こうした「厳正中立」の方針はそのままに、4人のメンバーからなる「チーム パルクフェルメ」が企画を引き継ぎました。パルクフェルメとは、フランス語で公園、庭園のことですが、自動車の世界では僅かながら趣の異なる意味を持つのは皆様ご存知のことでしょう。戦いに疲れたレーシングマシンたちが静かに休息する場所。そして、ルールに沿った戦いをしたか、卑怯な闘いをした者はいないか。そうしたことをチェックする場所でもあります。

「チーム パルクフェルメ」は、利益を優先せず、優良かつ良質な自動車評論を展開することを目指したコンテンツ制作チームです。クルマを愛し、常に公正であることを旨としてこの名を付けました。

雑誌編集長から輸入車広報部長に転身し、自動車評論の世界に戻ってきた主宰者を中心に、かつて中古車雑誌の副編集長を務め、フォーミュラカーレースの参戦経験もある運転オタク、自動車を含む様々な製品の広告プロデューサーを務め、モノの見極めに関して慧眼を持つフォトグラファー、元輸入車ハイブランドの宣伝マンにして自動車整備資格保持者、現在は月1万kmほども走るトラック野郎など、多彩なメンバーが集っています。

●EV化をリードするVWグループが誇る2台

「チーム パルクフェルメ」としての第1回目は、昨今の脱炭素の潮流に乗って勢いを増すEVを検分してみることにしました。

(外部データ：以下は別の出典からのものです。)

//! Configuration loading for OsteoOS.
//!
//! Reads `~/.osteo/config.toml` (or the file named by `OSTEO_CONFIG`) and
//! resolves it into validated [`osteo_types`] settings. A missing file is
//! not an error: every section has a default.

use std::env;
use std::fs;
use std::io;
use std::path::{Path, PathBuf};

use serde::Deserialize;
use thiserror::Error;

use osteo_types::{ProgressionRules, StartingState};

pub const CONFIG_PATH_ENV: &str = "OSTEO_CONFIG";

#[derive(Debug, Error)]
pub enum ConfigError {
    #[error("failed to read config at {path}: {source}")]
    Read {
        path: PathBuf,
        #[source]
        source: io::Error,
    },
    #[error("failed to parse config at {path}: {source}")]
    Parse {
        path: PathBuf,
        #[source]
        source: toml::de::Error,
    },
}

#[derive(Debug, Default, Deserialize)]
#[serde(deny_unknown_fields)]
struct RawConfig {
    progression: Option<ProgressionRules>,
    start: Option<StartingState>,
}

/// Resolved configuration.
#[derive(Debug, Clone, Default, PartialEq, Eq)]
pub struct OsteoConfig {
    progression: ProgressionRules,
    start: Option<StartingState>,
}

impl OsteoConfig {
    /// Load from the default location, falling back to defaults on any
    /// failure. Failures are logged, never fatal.
    #[must_use]
    pub fn load() -> Self {
        let Some(path) = config_path() else {
            tracing::debug!("No home directory; using default config");
            return Self::default();
        };

        match Self::load_from(&path) {
            Ok(Some(config)) => {
                tracing::info!(path = %path.display(), "Loaded config");
                config
            }
            Ok(None) => Self::default(),
            Err(err) => {
                tracing::warn!("{err}");
                Self::default()
            }
        }
    }

    /// Load from `path`. Returns `Ok(None)` when the file does not exist.
    pub fn load_from(path: &Path) -> Result<Option<Self>, ConfigError> {
        let content = match fs::read_to_string(path) {
            Ok(content) => content,
            Err(err) if err.kind() == io::ErrorKind::NotFound => return Ok(None),
            Err(source) => {
                return Err(ConfigError::Read {
                    path: path.to_path_buf(),
                    source,
                });
            }
        };

        Self::from_toml_str(&content)
            .map(Some)
            .map_err(|source| ConfigError::Parse {
                path: path.to_path_buf(),
                source,
            })
    }

    pub fn from_toml_str(content: &str) -> Result<Self, toml::de::Error> {
        let raw: RawConfig = toml::from_str(content)?;
        Ok(Self {
            progression: raw.progression.unwrap_or_default(),
            start: raw.start,
        })
    }

    #[must_use]
    pub fn path() -> Option<PathBuf> {
        config_path()
    }

    #[must_use]
    pub fn progression(&self) -> ProgressionRules {
        self.progression
    }

    /// Configured starting state, if the file has a `[start]` section.
    #[must_use]
    pub fn start(&self) -> Option<&StartingState> {
        self.start.as_ref()
    }
}

/// `$OSTEO_CONFIG` when set and non-empty, else `~/.osteo/config.toml`.
#[must_use]
pub fn config_path() -> Option<PathBuf> {
    config_path_from(env::var(CONFIG_PATH_ENV).ok(), dirs::home_dir())
}

fn config_path_from(override_path: Option<String>, home: Option<PathBuf>) -> Option<PathBuf> {
    if let Some(value) = override_path
        && !value.trim().is_empty()
    {
        return Some(PathBuf::from(value));
    }
    home.map(|home| home.join(".osteo").join("config.toml"))
}
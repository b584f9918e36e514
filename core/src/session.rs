//! Per-client session glue.
//!
//! Routes a task toggle through the store first, then lets the progression
//! engine react to the transition it reports. Milestones run alongside
//! without touching XP.

use osteo_types::{
    Level, Milestone, MilestoneId, MilestoneToggle, ProgressionRules, StartingState, Task, TaskId,
    TaskNotFound, TaskSeed, TaskToggle, Weekday,
};

use crate::{
    MilestoneStep, MilestoneTracker, ProgressSummary, ProgressUpdate, ProgressionEngine,
    TaskStore, seed, week, weekly_completion_percent,
};

/// Outcome of [`ClientSession::toggle_task`].
#[derive(Debug, Clone, Copy, PartialEq, Eq)]
pub struct TaskToggleReport {
    pub task_id: TaskId,
    pub toggle: TaskToggle,
    pub progress: ProgressUpdate,
}

#[derive(Debug, Clone)]
pub struct ClientSession {
    tasks: TaskStore,
    progression: ProgressionEngine,
    milestones: MilestoneTracker,
    catalog: Vec<Milestone>,
    selected_day: Weekday,
}

impl ClientSession {
    /// Build a session over `seeds` and `catalog`. The selected day starts
    /// at today's weekday.
    #[must_use]
    pub fn new(
        seeds: impl IntoIterator<Item = TaskSeed>,
        catalog: Vec<Milestone>,
        rules: ProgressionRules,
        start: &StartingState,
    ) -> Self {
        Self {
            tasks: TaskStore::new(seeds),
            progression: ProgressionEngine::from_start(rules, start),
            milestones: MilestoneTracker::with_achieved(start.milestones.iter().cloned()),
            catalog,
            selected_day: week::today(),
        }
    }

    /// The client dashboard: built-in plan and catalog, opening at level 2.
    #[must_use]
    pub fn demo(rules: ProgressionRules) -> Self {
        Self::new(
            seed::task_template(),
            seed::milestone_catalog(),
            rules,
            &seed::dashboard_start(),
        )
    }

    #[must_use]
    pub fn with_selected_day(mut self, day: Weekday) -> Self {
        self.selected_day = day;
        self
    }

    pub fn toggle_task(&mut self, id: TaskId) -> Result<TaskToggleReport, TaskNotFound> {
        let toggle = self.tasks.toggle(id)?;
        tracing::debug!(task_id = %id, done = toggle.done(), "Task toggled");
        let progress = self.progression.apply(toggle);
        Ok(TaskToggleReport {
            task_id: id,
            toggle,
            progress,
        })
    }

    pub fn toggle_milestone(&mut self, id: impl Into<MilestoneId>) -> MilestoneToggle {
        self.milestones.toggle(id)
    }

    pub fn select_day(&mut self, day: Weekday) {
        self.selected_day = day;
    }

    #[must_use]
    pub fn selected_day(&self) -> Weekday {
        self.selected_day
    }

    pub fn selected_tasks(&self) -> impl Iterator<Item = &Task> + '_ {
        self.tasks.tasks_for_day(self.selected_day)
    }

    pub fn tasks_for_day(&self, day: Weekday) -> impl Iterator<Item = &Task> + '_ {
        self.tasks.tasks_for_day(day)
    }

    #[must_use]
    pub fn tasks(&self) -> &TaskStore {
        &self.tasks
    }

    #[must_use]
    pub fn progression(&self) -> &ProgressionEngine {
        &self.progression
    }

    #[must_use]
    pub fn weekly_completion_percent(&self) -> f64 {
        weekly_completion_percent(&self.tasks)
    }

    #[must_use]
    pub fn current_level(&self) -> Level {
        self.progression.current_level()
    }

    #[must_use]
    pub fn current_xp(&self) -> u32 {
        self.progression.current_xp()
    }

    #[must_use]
    pub fn is_milestone_achieved(&self, id: &str) -> bool {
        self.milestones.is_achieved(id)
    }

    pub fn achieved_milestones(&self) -> impl Iterator<Item = &MilestoneId> + '_ {
        self.milestones.achieved()
    }

    pub fn milestone_path(&self) -> impl Iterator<Item = MilestoneStep<'_>> + '_ {
        self.milestones.path(&self.catalog)
    }

    #[must_use]
    pub fn summary(&self) -> ProgressSummary {
        ProgressSummary {
            completion_percent: self.weekly_completion_percent(),
            level: self.current_level(),
            xp: self.current_xp(),
            level_threshold: self.progression.level_threshold(),
            milestones_achieved: self.milestone_path().filter(|step| step.achieved).count(),
            milestones_total: self.catalog.len(),
        }
    }
}
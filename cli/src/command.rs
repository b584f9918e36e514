//! Line command parsing.

use osteo_types::{MilestoneId, TaskId, Weekday, WeekdayError};
use thiserror::Error;

#[derive(Debug, Clone, PartialEq, Eq)]
pub enum Command {
    Day(Weekday),
    Toggle(TaskId),
    Milestone(MilestoneId),
    Milestones,
    Status { json: bool },
    Week,
    Help,
    Quit,
}

#[derive(Debug, Clone, PartialEq, Eq, Error)]
pub enum CommandError {
    #[error("unknown command `{0}` (try `help`)")]
    Unknown(String),
    #[error("`{command}` needs {expected}")]
    MissingArgument {
        command: &'static str,
        expected: &'static str,
    },
    #[error("`{0}` is not a day number")]
    DayNotANumber(String),
    #[error(transparent)]
    InvalidDay(#[from] WeekdayError),
    #[error("`{0}` is not a task id")]
    InvalidTaskId(String),
    #[error("unexpected argument `{0}`")]
    UnexpectedArgument(String),
}

/// Parse one input line. Blank lines yield `Ok(None)`.
pub fn parse_command(line: &str) -> Result<Option<Command>, CommandError> {
    let mut words = line.split_whitespace();
    let Some(head) = words.next() else {
        return Ok(None);
    };
    let arg = words.next();
    if let Some(extra) = words.next() {
        return Err(CommandError::UnexpectedArgument(extra.to_owned()));
    }

    let command = match head.to_ascii_lowercase().as_str() {
        "day" => {
            let raw = arg.ok_or(CommandError::MissingArgument {
                command: "day",
                expected: "a day number 1-7",
            })?;
            let number: u8 = raw
                .parse()
                .map_err(|_| CommandError::DayNotANumber(raw.to_owned()))?;
            Command::Day(Weekday::try_new(number)?)
        }
        "toggle" => {
            let raw = arg.ok_or(CommandError::MissingArgument {
                command: "toggle",
                expected: "a task id",
            })?;
            let id: u32 = raw
                .parse()
                .map_err(|_| CommandError::InvalidTaskId(raw.to_owned()))?;
            Command::Toggle(TaskId::new(id))
        }
        "milestone" => {
            let raw = arg.ok_or(CommandError::MissingArgument {
                command: "milestone",
                expected: "a milestone id",
            })?;
            Command::Milestone(MilestoneId::from(raw))
        }
        "status" => match arg {
            None => Command::Status { json: false },
            Some("--json") => Command::Status { json: true },
            Some(other) => return Err(CommandError::UnexpectedArgument(other.to_owned())),
        },
        "milestones" => bare(arg, Command::Milestones)?,
        "week" => bare(arg, Command::Week)?,
        "help" => bare(arg, Command::Help)?,
        "quit" | "exit" => bare(arg, Command::Quit)?,
        other => return Err(CommandError::Unknown(other.to_owned())),
    };
    Ok(Some(command))
}

fn bare(arg: Option<&str>, command: Command) -> Result<Command, CommandError> {
    match arg {
        Some(extra) => Err(CommandError::UnexpectedArgument(extra.to_owned())),
        None => Ok(command),
    }
}
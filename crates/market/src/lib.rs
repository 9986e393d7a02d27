//! Plutus Market Data
//!
//! Synthetic market data for the simulation platform:
//!
//! - [`PriceSimulator`] advances every tracked instrument on a fixed tick
//!   with a bounded random walk and publishes one tick per symbol per
//!   advance.
//! - [`HistoryGenerator`] derives a bounded look-back series from the live
//!   price, for chart seeding and historical queries.

mod config;
mod history;
mod simulator;

pub use config::{InstrumentSeed, MarketConfig};
pub use history::{DEFAULT_WINDOW_HOURS, HISTORY_POINTS, HistoryGenerator};
pub use simulator::PriceSimulator;
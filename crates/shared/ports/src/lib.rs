//! Plutus Ports
//!
//! Trait seams between the domain and its infrastructure. Components depend
//! on these abstractions, never on each other's concrete types, so every
//! collaborator can be swapped for a test double.

mod clock;
mod error;
mod price_source;
mod signal_source;

pub use clock::Clock;
pub use error::SignalError;
pub use price_source::PriceSource;
pub use signal_source::SignalSource;
use indexmap::IndexSet;
use serde::{Deserialize, Serialize};
use uuid::Uuid;

use crate::values::{Timestamp, UserId};

/// Room identifier (human-readable, e.g. "room-1")
pub type RoomId = String;

/// A shared discussion room with a membership set.
///
/// `participants` keeps set semantics with stable join order; joining twice
/// is a no-op, as is leaving without being a member.
#[derive(Debug, Clone, Serialize, Deserialize)]
pub struct Room {
    pub id: RoomId,
    pub name: String,
    pub participants: IndexSet<UserId>,
    pub created_at: Timestamp,
}

impl Room {
    pub fn new(id: impl Into<RoomId>, name: impl Into<String>, now: Timestamp) -> Self {
        Self {
            id: id.into(),
            name: name.into(),
            participants: IndexSet::new(),
            created_at: now,
        }
    }

    pub fn is_member(&self, user_id: &str) -> bool {
        self.participants.contains(user_id)
    }
}

/// A chat message, append-only once stored
#[derive(Debug, Clone, Serialize, Deserialize)]
pub struct ChatMessage {
    pub id: Uuid,
    pub room_id: RoomId,
    pub author: UserId,
    pub text: String,
    pub sent_at: Timestamp,
}

impl ChatMessage {
    pub fn new(
        room_id: impl Into<RoomId>,
        author: impl Into<UserId>,
        text: impl Into<String>,
        now: Timestamp,
    ) -> Self {
        Self {
            id: Uuid::new_v4(),
            room_id: room_id.into(),
            author: author.into(),
            text: text.into(),
            sent_at: now,
        }
    }
}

アウディe-tronスポーツバック55クワトロとポルシェ・タイカン4S
e-tronスポーツバック(右)はe-tronよりもルーフが寝かされたクーペ仕様、タイカン(左)にはシューティングブレイクのようにルーフが伸ばされた「クロスツーリスモ」仕様もあり

EV、つまり電気自動車というのは、案外古い歴史を持っています。カール・ベンツが4サイクルガソリン車を“発明”した頃には、すでに電気自動車が販売されていたといいます。自動車史上初めて時速100km/hを突破したのも電気自動車。当時は自動車の動力源として蒸気機関、内燃機関(ガソリン車)、電力モーターが並存していましたが、電気自動車は将来有望なものと見なされていたのです。

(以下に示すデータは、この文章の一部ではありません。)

//! Per-user cash and position state.
//!
//! Accounts are created lazily with a seeded starting balance and live for
//! the whole process. The concurrent map's entry guard gives settlement
//! exclusive access to one user's account while other users proceed in
//! parallel; nothing here knows about orders or timing.

use dashmap::DashMap;
use rust_decimal::Decimal;
use std::collections::HashMap;
use std::sync::Arc;
use tracing::debug;

use plutus_core::{Portfolio, Price, Quantity, Side, Symbol, Timestamp, UserId};
use plutus_ports::{Clock, PriceSource};

use crate::error::{EngineError, LedgerError, Result};

/// One holding and its average entry price
#[derive(Debug, Clone)]
struct Position {
    quantity: Quantity,
    avg_price: Price,
}

#[derive(Debug, Clone)]
struct Account {
    cash: Price,
    positions: HashMap<Symbol, Position>,
    updated_at: Timestamp,
}

/// Cash/position state for every user of the platform
pub struct Ledger {
    accounts: DashMap<UserId, Account>,
    starting_cash: Price,
    clock: Arc<dyn Clock>,
}

impl Ledger {
    pub fn new(starting_cash: Price, clock: Arc<dyn Clock>) -> Self {
        Self {
            accounts: DashMap::new(),
            starting_cash,
            clock,
        }
    }

    /// Fetch a user's portfolio, creating the account with the seeded
    /// starting balance on first access.
    ///
    /// The returned snapshot is valued at entry prices (book value); use
    /// [`valuate`](Self::valuate) for a mark-to-market view.
    pub fn get_or_create(&self, user_id: &str) -> Portfolio {
        let now = self.clock.now();
        let account = self
            .accounts
            .entry(user_id.to_string())
            .or_insert_with(|| {
                debug!(user_id, "seeding account");
                Account {
                    cash: self.starting_cash,
                    positions: HashMap::new(),
                    updated_at: now,
                }
            });
        Self::book_snapshot(user_id, &account, now)
    }

    /// Portfolio of an existing user; does not create accounts
    pub fn portfolio(&self, user_id: &str) -> Result<Portfolio> {
        let account = self
            .accounts
            .get(user_id)
            .ok_or_else(|| EngineError::UserNotFound(user_id.to_string()))?;
        Ok(Self::book_snapshot(user_id, &account, self.clock.now()))
    }

    /// Mark-to-market valuation against the supplied price lookup.
    ///
    /// Positions without a live price are marked at their entry price. Does
    /// not mutate stored cash or positions.
    pub fn valuate(&self, user_id: &str, prices: &dyn PriceSource) -> Result<Portfolio> {
        let account = self
            .accounts
            .get(user_id)
            .ok_or_else(|| EngineError::UserNotFound(user_id.to_string()))?;

        let mut total_value = account.cash;
        let mut unrealized_pnl = Decimal::ZERO;
        let mut positions = HashMap::with_capacity(account.positions.len());
        for (symbol, position) in &account.positions {
            let mark = prices.price(symbol).unwrap_or(position.avg_price);
            let quantity = Decimal::from(position.quantity);
            total_value += quantity * mark;
            unrealized_pnl += quantity * (mark - position.avg_price);
            positions.insert(symbol.clone(), position.quantity);
        }

        Ok(Portfolio {
            user_id: user_id.to_string(),
            cash: account.cash,
            positions,
            total_value,
            unrealized_pnl,
            timestamp: self.clock.now(),
        })
    }

    /// Apply one settled execution to a user's account.
    ///
    /// A buy must be covered by cash, a sell by the held quantity; zero
    /// positions are removed rather than kept. The entry guard serialises
    /// concurrent settlements of the same user.
    pub fn apply_settlement(
        &self,
        user_id: &str,
        symbol: &str,
        side: Side,
        quantity: Quantity,
        execution_price: Price,
    ) -> std::result::Result<(), LedgerError> {
        let now = self.clock.now();
        let mut account = self
            .accounts
            .entry(user_id.to_string())
            .or_insert_with(|| Account {
                cash: self.starting_cash,
                positions: HashMap::new(),
                updated_at: now,
            });

        let notional = execution_price * Decimal::from(quantity);
        match side {
            Side::Buy => {
                if notional > account.cash {
                    return Err(LedgerError::InsufficientFunds {
                        required: notional,
                        available: account.cash,
                    });
                }
                account.cash -= notional;
                match account.positions.get_mut(symbol) {
                    Some(position) => {
                        let held = Decimal::from(position.quantity);
                        let added = Decimal::from(quantity);
                        position.avg_price = (held * position.avg_price
                            + added * execution_price)
                            / (held + added);
                        position.quantity += quantity;
                    }
                    None => {
                        account.positions.insert(
                            symbol.to_string(),
                            Position {
                                quantity,
                                avg_price: execution_price,
                            },
                        );
                    }
                }
            }
            Side::Sell => {
                let held = account
                    .positions
                    .get(symbol)
                    .map(|p| p.quantity)
                    .unwrap_or(0);
                if quantity > held {
                    return Err(LedgerError::InsufficientPosition {
                        symbol: symbol.to_string(),
                        requested: quantity,
                        held,
                    });
                }
                account.cash += notional;
                if quantity == held {
                    account.positions.remove(symbol);
                } else if let Some(position) = account.positions.get_mut(symbol) {
                    position.quantity -= quantity;
                }
            }
        }
        account.updated_at = now;
        Ok(())
    }

    /// Install an account with explicit cash and positions (bootstrap, tests)
    pub fn seed(&self, user_id: &str, cash: Price, positions: &[(Symbol, Quantity, Price)]) {
        let now = self.clock.now();
        let positions = positions
            .iter()
            .map(|(symbol, quantity, avg_price)| {
                (
                    symbol.clone(),
                    Position {
                        quantity: *quantity,
                        avg_price: *avg_price,
                    },
                )
            })
            .collect();
        self.accounts.insert(
            user_id.to_string(),
            Account {
                cash,
                positions,
                updated_at: now,
            },
        );
    }

    fn book_snapshot(user_id: &str, account: &Account, now: Timestamp) -> Portfolio {
        let mut total_value = account.cash;
        let mut positions = HashMap::with_capacity(account.positions.len());
        for (symbol, position) in &account.positions {
            total_value += Decimal::from(position.quantity) * position.avg_price;
            positions.insert(symbol.clone(), position.quantity);
        }
        Portfolio {
            user_id: user_id.to_string(),
            cash: account.cash,
            positions,
            total_value,
            unrealized_pnl: Decimal::ZERO,
            timestamp: now,
        }
    }
}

この状況が覆ったのは、電気自動車の航続距離の短さという弱点と、あの有名な“フォードT型”の発売であったと言われています。航続距離が長いうえに圧倒的に安価だったことで、ガソリン車が覇権を握るきっかけになりました。

昨今の脱炭素ブームにおけるEV興隆に先鞭を付けたのはテスラでしたが、現在はヨーロッパのメーカーも頑張っています。とりわけ、フォルクスワーゲン・グループのEVに対する力の入れ方は注目に値します。ディーゼル車の排ガス規制をめぐる不正事件を経て、一気にEVの強化に舵を切った彼らは、今後バッテリーなどのコンポーネンツを自社生産し、ラインナップを拡大していく考えです。

大型高級車のセグメントにおいては、既存の内燃機関車も高価なので、バッテリー代の嵩むEVとの価格差は相対的に小さくなります。次期愛車選びの現実的な候補となりやすいのです。また、クルマに1000万円を超えるお金を出せる人は地球環境を心配する余裕があるはず、と考えることもできます。

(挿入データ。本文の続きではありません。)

use plutus_bus::{Topic, TopicSubscription};
use plutus_core::{OrderRequest, PlatformEvent, Side};
use plutus_runner::{BootstrapConfig, Platform};
use std::sync::Arc;
use tracing_subscriber::{layer::SubscriberExt, util::SubscriberInitExt};

#[tokio::main]
async fn main() -> Result<(), Box<dyn std::error::Error>> {
    tracing_subscriber::registry()
        .with(
            tracing_subscriber::EnvFilter::try_from_default_env()
                .unwrap_or_else(|_| "plutus=info".into()),
        )
        .with(tracing_subscriber::fmt::layer())
        .init();

    let config = BootstrapConfig {
        signal_url: std::env::var("SIGNAL_URL").ok(),
        ..BootstrapConfig::default()
    };
    let platform = Platform::build(config, Arc::new(plutus_clock::SystemClock::new()));
    let _background = platform.spawn_background();

    tracing::info!("plutus running; streaming AAPL and the demo portfolio (ctrl-c to stop)");

    // What a transport session would do: subscribe, act, consume events
    let mut prices = TopicSubscription::new(&platform.bus, Topic::price("AAPL"));
    let mut portfolios = TopicSubscription::new(&platform.bus, Topic::portfolios());

    platform.rooms.join("room-1", "demo-user")?;
    platform
        .rooms
        .post_message("room-1", "demo-user", "watching AAPL today")?;

    let order = platform
        .engine
        .submit("demo-user", OrderRequest::market("AAPL", Side::Buy, 2))?;
    tracing::info!(order_id = %order.id, status = ?order.status, "demo order submitted");

    if let Some(series) = platform.history.history("AAPL", plutus_market::DEFAULT_WINDOW_HOURS) {
        let signal = platform.signals.trading_signal("AAPL", &series).await;
        tracing::info!(
            signal = ?signal.signal,
            confidence = signal.confidence,
            "signal: {}",
            signal.reasoning
        );
    }

    loop {
        tokio::select! {
            Some(event) = prices.recv() => {
                if let PlatformEvent::Market(tick) = event {
                    tracing::info!(
                        symbol = %tick.symbol,
                        price = %tick.price,
                        change_pct = %tick.change_percent,
                        "tick"
                    );
                }
            }
            Some(event) = portfolios.recv() => {
                if let PlatformEvent::Portfolio(snapshot) = event {
                    tracing::info!(
                        user = %snapshot.user_id,
                        cash = %snapshot.cash,
                        total = %snapshot.total_value,
                        "portfolio updated"
                    );
                }
            }
            _ = tokio::signal::ctrl_c() => {
                tracing::info!("shutting down");
                break;
            }
        }
    }

    Ok(())
}
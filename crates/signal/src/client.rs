use async_trait::async_trait;
use serde::Serialize;
use std::time::Duration;

use plutus_core::{MarketTick, Price, Sentiment, TradeSignal};
use plutus_ports::{SignalError, SignalSource};

const DEFAULT_TIMEOUT_MS: u64 = 2_000;

#[derive(Serialize)]
struct SignalRequest<'a> {
    symbol: &'a str,
    historical_data: &'a [MarketTick],
    current_price: Option<Price>,
}

#[derive(Serialize)]
struct SentimentRequest<'a> {
    text: &'a str,
}

/// HTTP client for the upstream signal service.
///
/// Every request carries its own timeout so a hanging upstream cannot stall
/// a caller; all failure modes map onto [`SignalError`] for the service
/// layer to swallow.
pub struct HttpSignalClient {
    base_url: String,
    timeout: Duration,
    client: reqwest::Client,
}

impl HttpSignalClient {
    pub fn new(base_url: impl Into<String>) -> Self {
        Self {
            base_url: base_url.into(),
            timeout: Duration::from_millis(DEFAULT_TIMEOUT_MS),
            client: reqwest::Client::new(),
        }
    }

    pub fn with_timeout(mut self, timeout: Duration) -> Self {
        self.timeout = timeout;
        self
    }

    async fn post_json<B: Serialize, R: serde::de::DeserializeOwned>(
        &self,
        path: &str,
        body: &B,
    ) -> Result<R, SignalError> {
        let url = format!("{}{path}", self.base_url.trim_end_matches('/'));
        let response = self
            .client
            .post(&url)
            .timeout(self.timeout)
            .json(body)
            .send()
            .await
            .map_err(|err| SignalError::Transport(err.to_string()))?;

        let status = response.status();
        if !status.is_success() {
            return Err(SignalError::UpstreamStatus(status.as_u16()));
        }

        response
            .json::<R>()
            .await
            .map_err(|err| SignalError::MalformedResponse(err.to_string()))
    }
}

#[async_trait]
impl SignalSource for HttpSignalClient {
    async fn trading_signal(
        &self,
        symbol: &str,
        history: &[MarketTick],
    ) -> Result<TradeSignal, SignalError> {
        let body = SignalRequest {
            symbol,
            historical_data: history,
            current_price: history.last().map(|tick| tick.price),
        };
        self.post_json("/ai/trading-signal", &body).await
    }

    async fn sentiment(&self, text: &str) -> Result<Sentiment, SignalError> {
        self.post_json("/ai/sentiment-analysis", &SentimentRequest { text })
            .await
    }
}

そんな視点から今回は、VWグループの2つの輸入プレミアムブランドが2020年に発売したEVを取り上げることにしました。いずれも各ブランドにとってピュアEVのデビュー作で、両車とも1000万円オーバーの大型車です。

●猫背がカッコいいe-tronスポーツバック

(前)e-tronスポーツバック、(後)タイカン
バーチャルエクステリアミラーのため、通常のドアミラー位置のカメラが特徴的なe-tronスポーツバック

1台目はアウディです。同社は1980年登場の舗装路用フルタイム4WD「quattro」を契機としてプレミアムブランドとしての地歩を固め、今やすっかりドイツ御三家の一角として認知されるに至りました。アウディの高品質イメージがEVにどう継承されているのか、興味が湧きます。

ピュアEVのシリーズは「e-tron」と名付けられ、「quattro」に続くブランドとして育てていくようで、2025年までに全世界の主要な市場においてピュアEVを20モデル以上発売するとしています。

今のところはSUVの「e-tron」と、その全高を僅かに削ってハッチゲートを前傾させた「e-tronスポーツバック」の2車がラインナップされています。試乗車は昨年2020年9月の日本導入時に設定された「アウディe-tronスポーツバック55ファーストエディション(バーチャルエクステリアミラー仕様車)」で、価格は消費税込み1346万円です。

●未来感を「タイカン」せよ

チェリーメタリックのボディカラーにオプションのブラックキャリパーでシックにまとまったタイカン

2台目はポルシェ。これまで911を筆頭に高性能かつ堅実なスポーツカーを作り続け、多くのエンスージャストから高い評価を受けてきた同社は、自動車動力源の変革期にどう対処してきたのでしょうか。そのスポーティネスはどう受け継がれているのか、が見どころとなります。

試乗車はタイカン4Sです。2015年のフランクフルトショーで発表されたEVコンセプトカー「ミッションE」といくらも変わらないエクステリアは、ポルシェらしさと未来感が同居していて期待が高まります。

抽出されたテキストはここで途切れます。